和林格爾漢墓(読み)ホリンゴールかんぼ(英語表記)Hé lín gé ěr Hàn mù

改訂新版 世界大百科事典 「和林格爾漢墓」の意味・わかりやすい解説

和林格爾漢墓 (ホリンゴールかんぼ)
Hé lín gé ěr Hàn mù

中国,内モンゴル自治区和林格爾県南東40km,新店子公社西2.5kmの紅河北岸にある後漢の壁画墓。1971年に発見され,72年に調査された。

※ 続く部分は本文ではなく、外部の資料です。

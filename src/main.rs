use std::{sync::Arc, time::Duration};

use anyhow::Context;
use axum::{
    Router,
    body::Body,
    extract::{DefaultBodyLimit, MatchedPath},
    response::Response,
    routing::get,
};
use config::Config;
use endpoints::expenses;
use http::{HeaderName, HeaderValue, Request, header};
use state::AppState;
use tokio::{net::TcpListener, signal};
use tower_http::{set_header::SetResponseHeaderLayer, trace::TraceLayer};
use tracing::field::Empty;
use tracing_subscriber::{layer::SubscriberExt, util::SubscriberInitExt};

pub mod config;
pub mod data;
pub mod endpoints;
pub mod error;
mod services;
pub mod state;
pub mod utils;

#[tokio::main]
async fn main() -> anyhow::Result<()> {
    let service_name = env!("CARGO_CRATE_NAME");

    tracing_subscriber::registry()
        .with(
            tracing_subscriber::EnvFilter::try_from_default_env().unwrap_or_else(|_| {
                format!("{service_name}=debug,tower_http=info,axum::rejection=trace").into()
            }),
        )
        .with(
            tracing_subscriber::fmt::layer()
                .with_line_number(false)
                .with_file(false),
        )
        .init();

    let config = Arc::new(Config::new().context("error loading config")?);
    let state = AppState::new(config.clone());

    let listener = TcpListener::bind(config.addr())
        .await
        .with_context(|| format!("error binding {}", config.addr()))?;
    tracing::debug!("listening on {}", listener.local_addr()?);

    axum::serve(listener, app(state))
        .with_graceful_shutdown(shutdown_signal())
        .await
        .context("server error")?;

    return Ok(());
}

pub fn app(state: AppState) -> Router {
    let config = state.config.clone();

    let routes = Router::new()
        .route(
            "/expenses",
            get(expenses::query)
                .post(expenses::create)
                .options(expenses::preflight)
                .head(expenses::method_not_allowed)
                .fallback(expenses::method_not_allowed),
        )
        .route("/health", get(health_check))
        .layer(DefaultBodyLimit::max(config.max_body_bytes))
        .with_state(state)
        .layer(
            TraceLayer::new_for_http()
                .make_span_with(|request: &Request<Body>| {
                    let matched_path = request
                        .extensions()
                        .get::<MatchedPath>()
                        .map(MatchedPath::as_str)
                        .unwrap_or("{unknown}");

                    tracing::info_span!(
                        "request",
                        method = %request.method(),
                        route = matched_path,
                        status = Empty
                    )
                })
                .on_response(|response: &Response, latency: Duration, span: &tracing::Span| {
                    span.record("status", response.status().as_u16());
                    tracing::debug!(?latency, "response sent");
                }),
        );

    return cors_headers(&config).into_iter().fold(
        Router::new().nest("/api", routes),
        |router, (name, value)| router.layer(SetResponseHeaderLayer::overriding(name, value)),
    );
}

/// Sent on every response, preflight and errors included.
fn cors_headers(config: &Config) -> [(HeaderName, HeaderValue); 3] {
    return [
        (
            header::ACCESS_CONTROL_ALLOW_ORIGIN,
            config.cors_allow_origin.clone(),
        ),
        (
            header::ACCESS_CONTROL_ALLOW_METHODS,
            HeaderValue::from_static("GET,POST,OPTIONS"),
        ),
        (
            header::ACCESS_CONTROL_ALLOW_HEADERS,
            HeaderValue::from_static("Content-Type"),
        ),
    ];
}

async fn shutdown_signal() {
    let ctrl_c = async {
        signal::ctrl_c()
            .await
            .expect("error installing ctrl+c handler");
    };

    #[cfg(unix)]
    let terminate = async {
        signal::unix::signal(signal::unix::SignalKind::terminate())
            .expect("error installing signal handler")
            .recv()
            .await;
    };

    #[cfg(not(unix))]
    let terminate = std::future::pending::<()>();

    tokio::select! {
        _ = ctrl_c => {},
        _ = terminate => {},
    }

    tracing::debug!("shutting down");
}

async fn health_check() -> &'static str {
    return "OK";
}
use std::sync::Arc;

use axum::extract::FromRef;

use crate::{config::Config, data::Data};

#[derive(Clone, FromRef)]
pub struct AppState {
    pub data: Data,
    pub config: Arc<Config>,
}

impl AppState {
    pub fn new(config: Arc<Config>) -> Self {
        return Self {
            data: Data::new(),
            config,
        };
    }
}
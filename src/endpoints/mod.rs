use serde::Serialize;

pub mod expenses;

/// Success envelope: `{"success":true}` with `data` when there is any.
#[derive(Debug, Serialize)]
pub struct ApiResponse<T> {
    pub success: bool,
    #[serde(skip_serializing_if = "Option::is_none")]
    pub data: Option<T>,
}

impl<T> ApiResponse<T> {
    pub fn data(data: T) -> Self {
        return Self {
            success: true,
            data: Some(data),
        };
    }
}

impl ApiResponse<()> {
    pub fn ok() -> Self {
        return Self {
            success: true,
            data: None,
        };
    }
}
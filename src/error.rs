use axum::{
    Json,
    response::{IntoResponse, Response},
};
use http::StatusCode;
use serde::Serialize;

#[derive(Debug, thiserror::Error)]
pub enum ApiError {
    #[error("bad request: {0}")]
    BadRequest(String),

    #[error("request body exceeds {0} bytes")]
    PayloadTooLarge(usize),

    #[error("method not allowed")]
    MethodNotAllowed,

    #[error("server error: {0}")]
    ServerError(String),
}

#[derive(Debug, Serialize)]
pub struct ErrorBody {
    pub success: bool,
    pub error: String,
    #[serde(skip_serializing_if = "Option::is_none")]
    pub details: Option<String>,
}

impl IntoResponse for ApiError {
    fn into_response(self) -> Response {
        let (status_code, error_message, details) = match self {
            ApiError::BadRequest(ref err) => (StatusCode::BAD_REQUEST, err.to_owned(), None),
            ApiError::PayloadTooLarge(_) => (
                StatusCode::PAYLOAD_TOO_LARGE,
                "Request body too large".to_owned(),
                None,
            ),
            ApiError::MethodNotAllowed => (
                StatusCode::METHOD_NOT_ALLOWED,
                "Method not allowed".to_owned(),
                None,
            ),
            ApiError::ServerError(ref details) => (
                StatusCode::INTERNAL_SERVER_ERROR,
                "Server error".to_owned(),
                Some(details.to_owned()),
            ),
        };

        if status_code.is_server_error() {
            tracing::error!("{:#?}", self);
        } else {
            tracing::warn!("{}", self);
        }

        return (
            status_code,
            Json(ErrorBody {
                success: false,
                error: error_message,
                details,
            }),
        )
            .into_response();
    }
}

封土をもった塼築多室墓で,耳室付の前・中室と後室からなり,墓室全長は約13m。盗掘のため遺物はわずかである。しかし,墓壁全面に鮮艶な壁画があり,墨書傍題により画題のわかるものが多い。前室四壁には墓主人が孝廉に挙げられてから郎,西河長史,行上郡属国都尉,繁陽令を経て使持節護烏桓校尉に栄進した履歴を,その官職時の車馬行列の姿であらわす。前室の南・北耳室には農耕牧畜図,中室には官衙建物と先賢・刺客・列女伝の人物,祥瑞図,百戯,後室には墓主人夫妻像とその住居の武成城,四神図,荘園図を描く。壁画は白灰面上に簡潔な筆致で多彩に描かれている。墓主人の姓名は不詳であるが,築造年代は傍題の地名校訂から後漢末100~170年ころと推定され,2000石級の大墓の好例である。